Update: The image for the ChatGPT 3.5 and vicuna-13B comparison has been updated for readability.
With the launch of Large Language Models (LLMs) for Generative Artificial Intelligence (GenAI), the world has become both enamored and concerned with the potential for AI. The ability to hold a conversation, pass a test, develop a research paper, or write software code are tremendous feats of AI, but they are only the beginning to what GenAI will be able to accomplish over the next few years. All this innovative capability comes at a high cost in terms of processing performance and power consumption. So, while the potential for AI may be limitless, physics and costs may ultimately be the boundaries.

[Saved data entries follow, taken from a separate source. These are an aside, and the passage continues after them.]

//! Logging infrastructure - structured tracing throughout the engine
//!
//! Design: Uses `tracing` for structured, contextual logging with:
//! - Configurable log levels per module
//! - Zero-cost when disabled
//! - Console (non-blocking) or daily rolling file output
//! - Event helpers for the boundary crossings worth auditing

use once_cell::sync::OnceCell;
use serde::{Deserialize, Serialize};
use tracing::Level;
use tracing_appender::non_blocking::WorkerGuard;
use tracing_subscriber::{
    fmt::{self, format::FmtSpan},
    layer::SubscriberExt,
    util::SubscriberInitExt,
    EnvFilter, Layer,
};

pub use tracing::{debug, error, info, trace, warn};

/// Global logging state; holds the appender guard for the process lifetime
static LOGGER: OnceCell<Option<WorkerGuard>> = OnceCell::new();

/// Log output format
#[derive(Debug, Clone, Copy, PartialEq, Eq, Serialize, Deserialize)]
#[serde(rename_all = "lowercase")]
pub enum LogFormat {
    Pretty,
    Compact,
    Json,
}

impl Default for LogFormat {
    fn default() -> Self {
        LogFormat::Compact
    }
}

/// Log output destination
#[derive(Debug, Clone, PartialEq, Eq)]
pub enum LogOutput {
    Stdout,
    Stderr,
    /// File with daily rotation
    File { directory: String, prefix: String },
}

/// Logging configuration
#[derive(Debug, Clone)]
pub struct LogConfig {
    pub level: Level,
    pub format: LogFormat,
    pub output: LogOutput,
    /// Show span events (enter/exit)
    pub span_events: bool,
    /// Extra filter directives (e.g., "nativebridge::trampoline=trace")
    pub filter: Option<String>,
}

impl Default for LogConfig {
    fn default() -> Self {
        Self {
            level: Level::INFO,
            format: LogFormat::Compact,
            output: LogOutput::Stderr,
            span_events: false,
            filter: None,
        }
    }
}

impl LogConfig {
    pub fn new() -> Self {
        Self::default()
    }

    /// Create config from environment variables
    pub fn from_env() -> Self {
        let mut config = Self::default();

        // NATIVEBRIDGE_LOG_LEVEL: trace, debug, info, warn, error
        if let Ok(level) = std::env::var("NATIVEBRIDGE_LOG_LEVEL") {
            config.level = parse_level(&level).unwrap_or(Level::INFO);
        }

        // NATIVEBRIDGE_LOG_FORMAT: pretty, compact, json
        if let Ok(format) = std::env::var("NATIVEBRIDGE_LOG_FORMAT") {
            config.format = match format.to_lowercase().as_str() {
                "pretty" => LogFormat::Pretty,
                "json" => LogFormat::Json,
                _ => LogFormat::Compact,
            };
        }

        // NATIVEBRIDGE_LOG_FILE: directory for rolling log files
        if let Ok(dir) = std::env::var("NATIVEBRIDGE_LOG_FILE") {
            config.output = LogOutput::File {
                directory: dir,
                prefix: "nativebridge".to_string(),
            };
        }

        config.span_events = std::env::var("NATIVEBRIDGE_LOG_SPANS").is_ok();
        config
    }

    pub fn with_level(mut self, level: Level) -> Self {
        self.level = level;
        self
    }

    pub fn with_format(mut self, format: LogFormat) -> Self {
        self.format = format;
        self
    }

    pub fn with_output(mut self, output: LogOutput) -> Self {
        self.output = output;
        self
    }

    pub fn with_filter(mut self, filter: impl Into<String>) -> Self {
        self.filter = Some(filter.into());
        self
    }
}

/// Parse a level name; `None` for anything unrecognized
pub fn parse_level(name: &str) -> Option<Level> {
    match name.to_lowercase().as_str() {
        "trace" => Some(Level::TRACE),
        "debug" => Some(Level::DEBUG),
        "info" => Some(Level::INFO),
        "warn" => Some(Level::WARN),
        "error" => Some(Level::ERROR),
        _ => None,
    }
}

/// Initialize logging with configuration from the environment
pub fn init() {
    init_with_config(LogConfig::from_env());
}

/// Initialize logging with custom configuration
///
/// Idempotent: only the first call installs a subscriber. A subscriber
/// installed elsewhere in the process is left alone.
pub fn init_with_config(config: LogConfig) {
    LOGGER.get_or_init(|| {
        let filter = build_filter(&config);
        let spans = if config.span_events {
            FmtSpan::NEW | FmtSpan::CLOSE
        } else {
            FmtSpan::NONE
        };

        let (writer, guard) = match &config.output {
            LogOutput::Stdout => tracing_appender::non_blocking(std::io::stdout()),
            LogOutput::Stderr => tracing_appender::non_blocking(std::io::stderr()),
            LogOutput::File { directory, prefix } => {
                tracing_appender::non_blocking(tracing_appender::rolling::daily(directory, prefix))
            }
        };

        let layer = match config.format {
            LogFormat::Pretty => fmt::layer()
                .with_writer(writer)
                .pretty()
                .with_span_events(spans)
                .with_filter(filter)
                .boxed(),
            LogFormat::Compact => fmt::layer()
                .with_writer(writer)
                .compact()
                .with_span_events(spans)
                .with_target(true)
                .with_filter(filter)
                .boxed(),
            LogFormat::Json => fmt::layer()
                .with_writer(writer)
                .json()
                .with_span_events(spans)
                .with_filter(filter)
                .boxed(),
        };

        match tracing_subscriber::registry().with(layer).try_init() {
            Ok(()) => Some(guard),
            Err(_) => None,
        }
    });
}

/// Check if logging is initialized
pub fn is_initialized() -> bool {
    LOGGER.get().is_some()
}

fn build_filter(config: &LogConfig) -> EnvFilter {
    let base = EnvFilter::try_from_default_env().unwrap_or_else(|_| {
        EnvFilter::new(format!(
            "nativebridge={}",
            config.level.as_str().to_lowercase()
        ))
    });

    match &config.filter {
        Some(directives) => directives.split(',').fold(base, |filter, directive| {
            match directive.trim().parse() {
                Ok(d) => filter.add_directive(d),
                Err(_) => {
                    tracing::warn!(directive, "invalid filter directive");
                    filter
                }
            }
        }),
        None => base,
    }
}

// ============================================================================
// Engine event helpers
// ============================================================================

/// Log a native call about to be issued
#[inline]
pub fn log_native_call(library: &str, symbol: &str, slots: usize) {
    trace!(
        target: "nativebridge::call",
        library,
        symbol,
        slots,
        "native call"
    );
}

/// Log a value that failed to marshal
pub fn log_marshal_error(symbol: &str, error: &str) {
    debug!(
        target: "nativebridge::marshal",
        symbol,
        error,
        "marshal error"
    );
}

/// Log a retain/release issued against a native object
#[inline]
pub fn log_refcount(event: &'static str, address: usize) {
    trace!(
        target: "nativebridge::ownership",
        event,
        address = format_args!("{:#x}", address),
        "refcount"
    );
}

/// Log a trampoline registration
pub fn log_closure_registered(id: u64, kind: &str) {
    debug!(
        target: "nativebridge::trampoline",
        id,
        kind,
        "closure registered"
    );
}

/// Log a trampoline release
pub fn log_closure_released(id: u64, reason: &'static str) {
    debug!(
        target: "nativebridge::trampoline",
        id,
        reason,
        "closure released"
    );
}

/// Log a shared library being opened
pub fn log_library_loaded(name: &str, path: &str) {
    info!(
        target: "nativebridge::library",
        name,
        path,
        "library loaded"
    );
}

/// Log engine start
pub fn log_engine_start(application_id: &str) {
    info!(
        target: "nativebridge::lifecycle",
        application_id,
        "engine started"
    );
}

/// Log engine stop
pub fn log_engine_stop(application_id: &str, live_wrappers: usize, live_closures: usize) {
    info!(
        target: "nativebridge::lifecycle",
        application_id,
        live_wrappers,
        live_closures,
        "engine stopped"
    );
}

/// Call timing
pub mod perf {
    use std::time::Instant;
    use tracing::trace;

    /// Time a native call; the duration is logged when the timer drops
    #[must_use]
    pub fn time_call(symbol: &str) -> CallTimer<'_> {
        CallTimer {
            symbol,
            start: Instant::now(),
        }
    }

    pub struct CallTimer<'a> {
        symbol: &'a str,
        start: Instant,
    }

    impl CallTimer<'_> {
        pub fn elapsed_us(&self) -> u64 {
            self.start.elapsed().as_micros() as u64
        }
    }

    impl Drop for CallTimer<'_> {
        fn drop(&mut self) {
            trace!(
                target: "nativebridge::call",
                symbol = self.symbol,
                duration_us = self.elapsed_us(),
                "native return"
            );
        }
    }
}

Tirias Research forecasts that on the current course, generative AI data center server infrastructure plus operating costs will exceed $76 billion by 2028, with growth challenging the business models and profitability of emergent services such as search, content creation, and business automation incorporating GenAI. For perspective, this cost is more than twice the estimated annual operating cost of Amazon’s cloud service AWS, which today holds one third of the cloud infrastructure services market according to Tirias Research estimates. This forecast incorporates an aggressive 4X improvement in hardware compute performance, but this gain is overrun by a 50X increase in processing workloads, even with a rapid rate of innovation around inference algorithms and their efficiency. Neural Networks (NNs) designed to run at scale will be even more highly optimized and will continue to improve over time, which will increase each server’s capacity. However, this improvement is countered by increasing usage, more demanding use cases, and more sophisticated models with orders of magnitude more parameters. The cost and scale of GenAI will demand innovation in optimizing NNs and is likely to push the computational load out from data centers to client devices like PCs and smartphones.